For facial recognition, the main challenge is fairness: the algorithm should behave in the same way whatever the visible characteristic of the person are (age, sex, skin color, nationality, etc.).

Facial recognition raises highly specific fairness issues in law due to the potential for discrimination based on skin color, gender, handicap or other legally protected attributes, as well as the legal consequences flowing from refusing access to services due to the user. Indeed, operators of some facial recognition systems already include in their specifications the requirement that systems be fair, and that fairness can be proven.

Designing novel strategies for debiasing datasets and estimating the debias weights

We develop original strategies for identifying and correcting selection bias.

Representativeness issues do not vanish simply under the effect of the size of the training set. Selection bias issues are now the subject of much attention in the literature, that is to say situations where the samples at disposal for learning a predictive rule are not distributed as those to which the predictive rule will be applied when deployed.

Data gathered in many repositories available on the Web has not been collected by means of a rigorous experimental design but rather by leaping at the opportunity.

Depending on the nature of the mechanism causing the sample selection bias and on that of the statistical information available for learning a decision rule, special cases have been considered in the literature, for which dedicated approaches have been developed.
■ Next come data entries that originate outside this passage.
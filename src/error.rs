//! Crate error type

use std::io;
use thiserror::Error;

use crate::term::{TerminalError, TerminalStep};

#[derive(Error, Debug)]
pub enum Error {
    #[error("Invalid log level: {0}")]
    InvalidLevel(String),

    #[error("Invalid attribute value: 0x{0:X}")]
    InvalidAttribute(u32),

    #[error("{0} is already registered as a channel on this logger")]
    DuplicateChannel(String),

    #[error("{0} is not a channel on this logger")]
    ChannelNotFound(String),

    #[error("Terminal step '{step}' failed: {source}")]
    Terminal {
        step: TerminalStep,
        #[source]
        source: TerminalError,
    },

    #[error("Window I/O failed: {0}")]
    Window(#[from] TerminalError),

    #[error("I/O error: {0}")]
    Io(#[from] io::Error),

    #[error("Failed to parse config: {0}")]
    Config(#[from] toml::de::Error),
}

pub type Result<T> = std::result::Result<T, Error>;
//! Log entries: eager text or a lazily evaluated producer

use std::borrow::Cow;
use std::fmt;

/// A message handed to the logger.
///
/// Lazy entries are only evaluated when some channel accepts the level.
pub enum Entry<'a> {
    Text(Cow<'a, str>),
    Lazy(Box<dyn Fn() -> String + 'a>),
}

impl<'a> Entry<'a> {
    pub fn lazy<F>(producer: F) -> Self
    where
        F: Fn() -> String + 'a,
    {
        Entry::Lazy(Box::new(producer))
    }

    /// Produce the text of this entry
    pub fn resolve(&self) -> Cow<'_, str> {
        match self {
            Entry::Text(text) => Cow::Borrowed(text.as_ref()),
            Entry::Lazy(producer) => Cow::Owned(producer()),
        }
    }
}

impl<'a> From<&'a str> for Entry<'a> {
    fn from(text: &'a str) -> Self {
        Entry::Text(Cow::Borrowed(text))
    }
}

impl From<String> for Entry<'_> {
    fn from(text: String) -> Self {
        Entry::Text(Cow::Owned(text))
    }
}

impl<'a> From<&'a String> for Entry<'a> {
    fn from(text: &'a String) -> Self {
        Entry::Text(Cow::Borrowed(text.as_str()))
    }
}

impl<'a> From<fmt::Arguments<'a>> for Entry<'a> {
    fn from(args: fmt::Arguments<'a>) -> Self {
        match args.as_str() {
            Some(text) => Entry::Text(Cow::Borrowed(text)),
            None => Entry::Text(Cow::Owned(args.to_string())),
        }
    }
}

impl fmt::Debug for Entry<'_> {
    fn fmt(&self, f: &mut fmt::Formatter<'_>) -> fmt::Result {
        match self {
            Entry::Text(text) => f.debug_tuple("Text").field(text).finish(),
            Entry::Lazy(_) => f.write_str("Lazy(..)"),
        }
    }
}
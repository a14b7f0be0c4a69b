//! Session management
//!
//! Owns the terminal lifecycle. `start` acquires terminal modes in a fixed
//! order and rolls back what it acquired if a step fails; `stop` releases
//! every mode in reverse order, logging failures instead of returning them.
//!
//! Only one session may be running per process: the terminal is a
//! process-wide resource. `CrosstermTerminal` enforces this; other backends
//! leave it to the caller.

use crate::error::{Error, Result};
use crate::log::{Entry, Logger};
use crate::term::{Terminal, TerminalError, TerminalStep};
use crate::window::Window;

/// A terminal session
pub struct Session<T: Terminal> {
    /// Receives lifecycle progress and failures
    logger: Logger,
    /// Underlying terminal handle
    terminal: T,
    /// All acquisition steps succeeded and `stop` has not run
    running: bool,
}

impl<T: Terminal> Session<T> {
    /// Create a session reporting through a logger with no channels
    pub fn new(terminal: T) -> Self {
        Self::with_logger(Logger::default(), terminal)
    }

    /// Create a session reporting through `logger`
    pub fn with_logger(logger: Logger, terminal: T) -> Self {
        Self {
            logger,
            terminal,
            running: false,
        }
    }

    /// Whether the terminal is acquired
    pub fn is_running(&self) -> bool {
        self.running
    }

    pub fn logger(&self) -> &Logger {
        &self.logger
    }

    pub fn logger_mut(&mut self) -> &mut Logger {
        &mut self.logger
    }

    /// Get the terminal handle
    pub fn terminal(&self) -> &T {
        &self.terminal
    }

    /// Window over the terminal; `None` unless running
    pub fn window(&mut self) -> Option<Window<'_, T>> {
        if self.running {
            Some(Window::new(&mut self.terminal))
        } else {
            None
        }
    }

    /// Acquire the terminal.
    ///
    /// Steps run in order: init, color, no-echo, character break, keypad.
    /// When a step fails, the modes acquired so far are released (each
    /// release attempted even if another one fails) and the error is
    /// returned. A color failure tears the screen down but does not abort
    /// the remaining steps.
    pub fn start(&mut self) -> Result<&mut Self> {
        if self.running {
            return Ok(self);
        }
        self.logger.info("Starting terminal session", false);

        if let Err(e) = self.terminal.init() {
            self.fail(TerminalStep::Init, &e);
            self.release(&[TerminalStep::Teardown]);
            return Err(step_error(TerminalStep::Init, e));
        }

        if let Err(e) = self.terminal.enable_color() {
            self.fail(TerminalStep::Color, &e);
            self.release(&[TerminalStep::Teardown]);
        }

        if let Err(e) = self.terminal.set_echo(false) {
            self.fail(TerminalStep::Echo, &e);
            self.release(&[TerminalStep::Echo, TerminalStep::Teardown]);
            return Err(step_error(TerminalStep::Echo, e));
        }

        if let Err(e) = self.terminal.set_character_break(true) {
            self.fail(TerminalStep::CharacterBreak, &e);
            self.release(&[
                TerminalStep::CharacterBreak,
                TerminalStep::Echo,
                TerminalStep::Teardown,
            ]);
            return Err(step_error(TerminalStep::CharacterBreak, e));
        }

        if let Err(e) = self.terminal.set_keypad(true) {
            self.fail(TerminalStep::Keypad, &e);
            self.release(&[
                TerminalStep::Keypad,
                TerminalStep::CharacterBreak,
                TerminalStep::Echo,
                TerminalStep::Teardown,
            ]);
            return Err(step_error(TerminalStep::Keypad, e));
        }

        self.running = true;
        Ok(self)
    }

    /// Release the terminal. No-op when not running.
    pub fn stop(&mut self) {
        if !self.running {
            return;
        }
        self.logger.info("Stopping terminal session", false);
        self.release(&[
            TerminalStep::Keypad,
            TerminalStep::CharacterBreak,
            TerminalStep::Echo,
            TerminalStep::Teardown,
        ]);
        self.running = false;
    }

    /// Undo each step in order, logging failures and carrying on
    fn release(&mut self, steps: &[TerminalStep]) {
        let mut scoped = self.logger.indented();
        for &step in steps {
            let result = match step {
                TerminalStep::Keypad => self.terminal.set_keypad(false),
                TerminalStep::CharacterBreak => self.terminal.set_character_break(false),
                TerminalStep::Echo => self.terminal.set_echo(true),
                TerminalStep::Teardown => self.terminal.teardown(),
                TerminalStep::Init | TerminalStep::Color => Ok(()),
            };
            match result {
                Ok(()) => {
                    scoped.debug(Entry::lazy(|| format!("Reset {step}")), false);
                }
                Err(e) => {
                    let message = format!("Could not reset {step}");
                    scoped.error(Some(message.into()), Some(&e), false);
                }
            }
        }
    }

    fn fail(&mut self, step: TerminalStep, error: &TerminalError) {
        let message = format!("Could not set up {step}");
        self.logger.error(Some(message.into()), Some(error), false);
    }
}

impl<T: Terminal> Drop for Session<T> {
    fn drop(&mut self) {
        self.stop();
    }
}

fn step_error(step: TerminalStep, source: TerminalError) -> Error {
    Error::Terminal { step, source }
}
Most of these methods boil down to weighting the training observations using appropriate weights, based on the Inverse Probability Weighting technique.

For instance, these weights are the inverses of the first order inclusion probabilities in the case where data are acquired by means of a survey plan, see (Clémençon et al., 2017).
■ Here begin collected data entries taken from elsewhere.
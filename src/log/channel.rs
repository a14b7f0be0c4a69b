//! A single log output sink with its own filter, indentation and timing

use std::fmt;
use std::io::{self, Write};

use crate::time::{self, Timestamp};

use super::entry::Entry;
use super::level::LogLevel;

/// One indentation unit
pub const INDENT_TEXT: &str = "    ";

/// Width of the cumulative and delta time columns
pub const TIME_WIDTH: usize = 6;

/// Width of the level column
pub const LEVEL_WIDTH: usize = 5;

/// Split on every line boundary: `\n`, `\r`, `\r\n`, vertical tab, form
/// feed, file/group/record separators, NEL and the Unicode line/paragraph
/// separators. A single trailing terminator does not start an extra line.
pub fn split_lines(text: &str) -> Vec<&str> {
    let mut lines = Vec::new();
    let mut start = 0;
    let mut chars = text.char_indices().peekable();
    while let Some((i, ch)) = chars.next() {
        let end = match ch {
            '\r' => match chars.peek() {
                Some(&(j, '\n')) => {
                    chars.next();
                    j + 1
                }
                _ => i + 1,
            },
            '\n' | '\u{b}' | '\u{c}' | '\u{1c}' | '\u{1d}' | '\u{1e}' | '\u{85}' | '\u{2028}'
            | '\u{2029}' => i + ch.len_utf8(),
            _ => continue,
        };
        lines.push(&text[start..i]);
        start = end;
    }
    if start < text.len() {
        lines.push(&text[start..]);
    }
    lines
}

/// Where a channel writes.
///
/// Process-standard streams are flushed but never closed.
pub enum Sink {
    Stdout,
    Stderr,
    Stream(Box<dyn Write + Send>),
}

impl Sink {
    /// Wrap any writer
    pub fn stream<W: Write + Send + 'static>(writer: W) -> Self {
        Sink::Stream(Box::new(writer))
    }

    /// Whether this is stdout or stderr
    pub fn is_standard(&self) -> bool {
        matches!(self, Sink::Stdout | Sink::Stderr)
    }
}

impl Write for Sink {
    fn write(&mut self, buf: &[u8]) -> io::Result<usize> {
        match self {
            Sink::Stdout => io::stdout().write(buf),
            Sink::Stderr => io::stderr().write(buf),
            Sink::Stream(writer) => writer.write(buf),
        }
    }

    fn flush(&mut self) -> io::Result<()> {
        match self {
            Sink::Stdout => io::stdout().flush(),
            Sink::Stderr => io::stderr().flush(),
            Sink::Stream(writer) => writer.flush(),
        }
    }
}

impl fmt::Debug for Sink {
    fn fmt(&self, f: &mut fmt::Formatter<'_>) -> fmt::Result {
        match self {
            Sink::Stdout => f.write_str("Stdout"),
            Sink::Stderr => f.write_str("Stderr"),
            Sink::Stream(_) => f.write_str("Stream(..)"),
        }
    }
}

/// A log channel
#[derive(Debug)]
pub struct LogChannel {
    /// Channel name, unique within a logger
    name: String,
    /// Output stream
    sink: Sink,
    /// Minimum level this channel emits
    pub level: LogLevel,
    /// Mirrors the owning logger's indent counter
    pub indent_count: usize,
    /// Whether erasable text is supported
    eraseable: bool,
    /// Baseline for the cumulative time column
    global_start_time: Timestamp,
    /// Time of the last prefixed message, for the delta column
    last_time: Timestamp,
    /// Erasable text currently on display
    eraseable_text: Option<String>,
}

impl LogChannel {
    /// Create a new channel.
    ///
    /// Cumulative times are measured from `global_start_time`, or from now
    /// when none is given.
    pub fn new(
        name: impl Into<String>,
        sink: Sink,
        level: LogLevel,
        eraseable: bool,
        global_start_time: Option<Timestamp>,
    ) -> Self {
        let now = time::now();
        Self {
            name: name.into(),
            sink,
            level,
            indent_count: 0,
            eraseable,
            global_start_time: global_start_time.unwrap_or(now),
            last_time: now,
            eraseable_text: None,
        }
    }

    /// Get the channel name
    pub fn name(&self) -> &str {
        &self.name
    }

    /// Whether `append_eraseable`/`erase` have any effect
    pub fn is_eraseable(&self) -> bool {
        self.eraseable
    }

    /// Text currently displayed and awaiting `erase`
    pub fn eraseable_text(&self) -> Option<&str> {
        self.eraseable_text.as_deref()
    }

    /// Whether a message at `level` would be emitted
    pub fn accepts(&self, level: LogLevel) -> bool {
        self.level.admits(level)
    }

    /// Write an entry, resolving lazy entries only if the level passes
    pub fn write(&mut self, level: LogLevel, entry: &Entry<'_>, append: bool) -> io::Result<()> {
        if !self.accepts(level) {
            return Ok(());
        }
        let text = entry.resolve();
        self.write_text(level, &text, append)
    }

    /// Write already resolved text.
    ///
    /// Pending erasable text is erased first. Each line becomes its own
    /// message; only the first line honors `append`.
    pub fn write_text(&mut self, level: LogLevel, text: &str, append: bool) -> io::Result<()> {
        if !self.accepts(level) {
            return Ok(());
        }

        self.erase()?;
        let mut append = append;
        for message in split_lines(text) {
            self.write_message(level, message, append)?;
            append = false;
        }
        Ok(())
    }

    /// Write text that a later `erase` removes. No-op on non-erasable channels.
    pub fn append_eraseable(&mut self, text: &str) -> io::Result<()> {
        if !self.eraseable {
            return Ok(());
        }

        self.eraseable_text = Some(text.to_string());
        self.sink.write_all(text.as_bytes())?;
        self.sink.flush()
    }

    /// Visually remove the pending erasable text, if any
    pub fn erase(&mut self) -> io::Result<()> {
        if !self.eraseable {
            return Ok(());
        }
        let Some(text) = self.eraseable_text.take() else {
            return Ok(());
        };

        let count = text.chars().count();
        let mut sequence = String::with_capacity(count * 3);
        sequence.extend(std::iter::repeat('\u{8}').take(count));
        sequence.extend(std::iter::repeat(' ').take(count));
        sequence.extend(std::iter::repeat('\u{8}').take(count));
        self.sink.write_all(sequence.as_bytes())?;
        self.sink.flush()
    }

    /// Emit a trailing newline, flush, and release the sink.
    ///
    /// Owned streams are closed when the channel drops; the standard stream
    /// variants hold no handle, so stdout and stderr stay open.
    pub fn close(mut self) -> io::Result<()> {
        self.sink.write_all(b"\n")?;
        self.sink.flush()
    }

    fn write_message(&mut self, level: LogLevel, message: &str, append: bool) -> io::Result<()> {
        if append {
            self.sink.write_all(message.as_bytes())?;
        } else {
            let prefix = self.prefix(level);
            write!(self.sink, "{prefix}{message}")?;
        }
        self.sink.flush()
    }

    fn prefix(&mut self, level: LogLevel) -> String {
        let now = time::now();
        let cumulative = time::humanize(Some(time::seconds_between(self.global_start_time, now)))
            .unwrap_or_default();
        let delta =
            time::humanize(Some(time::seconds_between(self.last_time, now))).unwrap_or_default();
        self.last_time = now;

        let indent = INDENT_TEXT.repeat(self.indent_count);
        format!(
            "\n[{cumulative:>tw$} (+{delta:>tw$}) {level:>lw$}]{indent} ",
            tw = TIME_WIDTH,
            lw = LEVEL_WIDTH,
        )
    }
}

#[cfg(test)]
pub(crate) mod tests {
    use super::*;
    use std::sync::{Arc, Mutex};

    /// In-memory sink that can be inspected after being handed to a channel
    #[derive(Clone, Default)]
    pub(crate) struct SharedBuffer(Arc<Mutex<Vec<u8>>>);

    impl SharedBuffer {
        pub(crate) fn contents(&self) -> String {
            String::from_utf8_lossy(&self.0.lock().unwrap()).into_owned()
        }
    }

    impl Write for SharedBuffer {
        fn write(&mut self, buf: &[u8]) -> io::Result<usize> {
            self.0.lock().unwrap().extend_from_slice(buf);
            Ok(buf.len())
        }

        fn flush(&mut self) -> io::Result<()> {
            Ok(())
        }
    }

    fn channel(level: LogLevel, eraseable: bool) -> (LogChannel, SharedBuffer) {
        let buffer = SharedBuffer::default();
        let channel = LogChannel::new("test", Sink::stream(buffer.clone()), level, eraseable, None);
        (channel, buffer)
    }

    /// Strip the time columns, which vary run to run
    fn without_times(output: &str) -> String {
        output
            .split('\n')
            .map(|line| match (line.find('['), line.find(')')) {
                (Some(0), Some(end)) => format!("[{}", &line[end + 2..]),
                _ => line.to_string(),
            })
            .collect::<Vec<_>>()
            .join("\n")
    }

    #[test]
    fn test_level_filtering() {
        for (i, filter) in LogLevel::ALL.iter().enumerate() {
            for (j, message) in LogLevel::ALL.iter().enumerate() {
                let (mut ch, buf) = channel(*filter, false);
                ch.write(*message, &Entry::from("hello"), false).unwrap();
                assert_eq!(buf.contents().contains("hello"), j >= i, "{filter} vs {message}");
            }
        }
    }

    #[test]
    fn test_prefix_format() {
        let (mut ch, buf) = channel(LogLevel::Trace, false);
        ch.write(LogLevel::Info, &Entry::from("hello"), false).unwrap();

        let out = buf.contents();
        assert!(out.starts_with("\n["));
        assert!(out.ends_with("  INFO] hello"));
        // "[" + 6 + " (+" + 6 + ") "
        let header = &out[1..];
        assert_eq!(&header[7..10], " (+");
        assert_eq!(&header[16..18], ") ");
        assert_eq!(without_times(&out), "\n[ INFO] hello");
    }

    #[test]
    fn test_indentation_in_prefix() {
        let (mut ch, buf) = channel(LogLevel::Trace, false);
        ch.indent_count = 2;
        ch.write(LogLevel::Warn, &Entry::from("x"), false).unwrap();
        assert_eq!(without_times(&buf.contents()), "\n[ WARN]         x");
    }

    #[test]
    fn test_multiline_only_first_appends() {
        let (mut ch, buf) = channel(LogLevel::Trace, false);
        ch.write(LogLevel::Info, &Entry::from("start"), false).unwrap();
        ch.write(LogLevel::Info, &Entry::from(" more\nnext"), true).unwrap();
        assert_eq!(
            without_times(&buf.contents()),
            "\n[ INFO] start more\n[ INFO] next"
        );
    }

    #[test]
    fn test_split_lines_boundaries() {
        assert_eq!(split_lines("a\rb\r\nc\nd"), vec!["a", "b", "c", "d"]);
        assert_eq!(
            split_lines("v\u{b}f\u{c}s\u{1e}n\u{85}l\u{2028}p\u{2029}end"),
            vec!["v", "f", "s", "n", "l", "p", "end"]
        );
        assert_eq!(split_lines("a\n\nb"), vec!["a", "", "b"]);
        assert_eq!(split_lines("trailing\n"), vec!["trailing"]);
        assert_eq!(split_lines("trailing\r\n"), vec!["trailing"]);
        assert_eq!(split_lines("two\n\n"), vec!["two", ""]);
        assert!(split_lines("").is_empty());
    }

    #[test]
    fn test_carriage_return_starts_new_message() {
        let (mut ch, buf) = channel(LogLevel::Trace, false);
        ch.write(LogLevel::Info, &Entry::from("first\rsecond"), false).unwrap();
        let out = buf.contents();
        assert!(!out.contains('\r'));
        assert_eq!(out.matches(" INFO] ").count(), 2);
        assert_eq!(without_times(&out), "\n[ INFO] first\n[ INFO] second");
    }

    #[test]
    fn test_lazy_entry_not_evaluated_when_filtered() {
        let (mut ch, buf) = channel(LogLevel::Error, false);
        let entry = Entry::lazy(|| panic!("must not be evaluated"));
        ch.write(LogLevel::Debug, &entry, false).unwrap();
        assert!(buf.contents().is_empty());
    }

    #[test]
    fn test_eraseable_roundtrip() {
        let (mut ch, buf) = channel(LogLevel::Info, true);
        ch.append_eraseable("50%").unwrap();
        assert_eq!(ch.eraseable_text(), Some("50%"));
        ch.erase().unwrap();
        assert_eq!(buf.contents(), "50%\u{8}\u{8}\u{8}   \u{8}\u{8}\u{8}");
        assert_eq!(ch.eraseable_text(), None);
    }

    #[test]
    fn test_erase_twice_without_text_is_noop() {
        let (mut ch, buf) = channel(LogLevel::Info, true);
        ch.erase().unwrap();
        ch.erase().unwrap();
        assert!(buf.contents().is_empty());
    }

    #[test]
    fn test_non_eraseable_channel_ignores_eraseable_text() {
        let (mut ch, buf) = channel(LogLevel::Info, false);
        ch.append_eraseable("spinner").unwrap();
        ch.erase().unwrap();
        assert!(buf.contents().is_empty());
        assert_eq!(ch.eraseable_text(), None);
    }

    #[test]
    fn test_write_erases_pending_text_first() {
        let (mut ch, buf) = channel(LogLevel::Info, true);
        ch.append_eraseable("ab").unwrap();
        ch.write(LogLevel::Info, &Entry::from("done"), false).unwrap();
        let out = buf.contents();
        assert!(out.starts_with("ab\u{8}\u{8}  \u{8}\u{8}\n["));
        assert!(out.ends_with("done"));
    }

    #[test]
    fn test_erase_counts_characters_not_bytes() {
        let (mut ch, buf) = channel(LogLevel::Info, true);
        ch.append_eraseable("é").unwrap();
        ch.erase().unwrap();
        assert_eq!(buf.contents(), "é\u{8} \u{8}");
    }

    #[test]
    fn test_close_emits_newline() {
        let (ch, buf) = channel(LogLevel::Info, false);
        ch.close().unwrap();
        assert_eq!(buf.contents(), "\n");
    }
}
In the context of regression under random censorship, a weighted version of the empirical risk can also be considered, weights corresponding to the inverses of estimates of the probability of not being censored, see (Ausset et al., 2019). In general, side information about the cause of the selection bias is crucially used to derive explicit forms for the appropriate weights and to design ways of estimating them from the observations available. In many situations, the selection bias mechanism is excessively complex to derive fully explicit forms for the appropriate weights that would permit to mimic the target distribution based on the observations available.
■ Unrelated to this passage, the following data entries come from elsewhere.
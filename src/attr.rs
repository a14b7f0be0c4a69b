//! Display attributes for text written to a window

use bitflags::bitflags;
use crossterm::style::Attribute;

use crate::error::{Error, Result};

bitflags! {
    #[derive(Clone, Copy, Debug, Default, PartialEq, Eq, Hash)]
    pub struct Attr: u32 {
        const BOLD      = 0b0000_0001;
        const DIM       = 0b0000_0010;
        const ITALIC    = 0b0000_0100;
        const UNDERLINE = 0b0000_1000;
        const BLINK     = 0b0001_0000;
        const REVERSE   = 0b0010_0000;
        const STANDOUT  = 0b0100_0000;
    }
}

impl Attr {
    /// Plain text
    pub const NORMAL: Attr = Attr::empty();

    /// Convert to crossterm attributes. Standout renders as reverse video.
    pub fn to_crossterm(self) -> Vec<Attribute> {
        let mut attributes = Vec::new();
        if self.contains(Attr::BOLD) {
            attributes.push(Attribute::Bold);
        }
        if self.contains(Attr::DIM) {
            attributes.push(Attribute::Dim);
        }
        if self.contains(Attr::ITALIC) {
            attributes.push(Attribute::Italic);
        }
        if self.contains(Attr::UNDERLINE) {
            attributes.push(Attribute::Underlined);
        }
        if self.contains(Attr::BLINK) {
            attributes.push(Attribute::SlowBlink);
        }
        if self.intersects(Attr::REVERSE | Attr::STANDOUT) {
            attributes.push(Attribute::Reverse);
        }
        attributes
    }
}

/// The attributes associated with a part of the screen
#[derive(Clone, Copy, Debug, Default, PartialEq, Eq)]
pub struct AttributeMask {
    value: Attr,
}

impl AttributeMask {
    /// Empty mask (NORMAL)
    pub fn new() -> Self {
        Self::default()
    }

    pub fn from_attr(value: Attr) -> Self {
        Self { value }
    }

    /// Raw numeric value underlying the mask
    pub fn value(&self) -> u32 {
        self.value.bits()
    }

    /// Replace the raw value. Bits outside the known attributes are rejected.
    pub fn set_value(&mut self, value: u32) -> Result<()> {
        self.value = Attr::from_bits(value).ok_or(Error::InvalidAttribute(value))?;
        Ok(())
    }

    /// Flags as a typed set
    pub fn attr(&self) -> Attr {
        self.value
    }

    /// Whether BLINK is set
    pub fn blink(&self) -> bool {
        self.value.contains(Attr::BLINK)
    }

    /// Set or clear BLINK
    pub fn set_blink(&mut self, on: bool) -> &mut Self {
        self.value.set(Attr::BLINK, on);
        self
    }

    /// Whether BOLD is set
    pub fn bold(&self) -> bool {
        self.value.contains(Attr::BOLD)
    }

    /// Set or clear BOLD
    pub fn set_bold(&mut self, on: bool) -> &mut Self {
        self.value.set(Attr::BOLD, on);
        self
    }

    /// Whether DIM is set
    pub fn dim(&self) -> bool {
        self.value.contains(Attr::DIM)
    }

    /// Set or clear DIM
    pub fn set_dim(&mut self, on: bool) -> &mut Self {
        self.value.set(Attr::DIM, on);
        self
    }

    /// Whether STANDOUT is set. Rendered as reverse video.
    pub fn standout(&self) -> bool {
        self.value.contains(Attr::STANDOUT)
    }

    /// Set or clear STANDOUT
    pub fn set_standout(&mut self, on: bool) -> &mut Self {
        self.value.set(Attr::STANDOUT, on);
        self
    }

    /// Whether UNDERLINE is set
    pub fn underline(&self) -> bool {
        self.value.contains(Attr::UNDERLINE)
    }

    /// Set or clear UNDERLINE
    pub fn set_underline(&mut self, on: bool) -> &mut Self {
        self.value.set(Attr::UNDERLINE, on);
        self
    }
}

impl From<Attr> for AttributeMask {
    fn from(value: Attr) -> Self {
        Self::from_attr(value)
    }
}

#[cfg(test)]
mod tests {
    use super::*;

    #[test]
    fn test_default_is_normal() {
        let mask = AttributeMask::new();
        assert_eq!(mask.value(), Attr::NORMAL.bits());
        assert!(!mask.blink());
        assert!(!mask.bold());
        assert!(!mask.underline());
    }

    #[test]
    fn test_toggle_restores_value() {
        let mut mask = AttributeMask::from(Attr::DIM);
        let original = mask.value();
        mask.set_bold(true);
        assert!(mask.bold());
        assert_eq!(mask.value(), (Attr::DIM | Attr::BOLD).bits());
        mask.set_bold(false);
        assert_eq!(mask.value(), original);
    }

    #[test]
    fn test_flags_are_independent() {
        let mut mask = AttributeMask::new();
        mask.set_bold(true).set_bold(false).set_underline(true);
        assert!(!mask.blink());
        assert!(!mask.bold());
        assert!(mask.underline());
        assert_eq!(mask.value(), Attr::UNDERLINE.bits());

        mask.set_standout(true).set_blink(true);
        assert!(mask.standout() && mask.blink() && mask.underline());
        assert!(!mask.dim());
    }

    #[test]
    fn test_set_value_validates_bits() {
        let mut mask = AttributeMask::new();
        mask.set_value(Attr::BLINK.bits()).unwrap();
        assert!(mask.blink());
        assert!(matches!(mask.set_value(1 << 20), Err(Error::InvalidAttribute(_))));
        // Rejected value leaves the mask untouched
        assert!(mask.blink());
    }

    #[test]
    fn test_crossterm_mapping() {
        assert!(Attr::NORMAL.to_crossterm().is_empty());
        assert_eq!(
            (Attr::BOLD | Attr::STANDOUT).to_crossterm(),
            vec![Attribute::Bold, Attribute::Reverse]
        );
    }
}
See also in our past and present publications: Bias issues in AI have been reviewed in (Bertail et al., 2019).

Our works

In line with the aforementioned approaches, a preliminary framework that allows tackling problems where the biasing mechanism at work is very general, if certain identifiability hypotheses are satisfied, has been developed in (Clémençon and Laforgue, 2020). Promising preliminary experiments, based on synthetic and real data, have also provided empirical evidence of the relevance of the approach. The case where the biasing mechanism is only approximately known is of considerable interest in practice and it is one of the main objectives in our Fairness studies to investigate to which extent the statistical learning guarantees established are preserved. In (Clémençon et al., 2020) and (Ausset et al., 2019), several situations (e.g. positive-unlabeled learning, learning under random censorship) where the biasing mechanism depends on a few (possibly functional) parameters that can be estimated, have been exhibited.

It is our goal to understand conditions under which plugging estimates of the biasing functions at work do not compromise the accuracy of the methodology proposed in (Clémençon and Laforgue, 2020).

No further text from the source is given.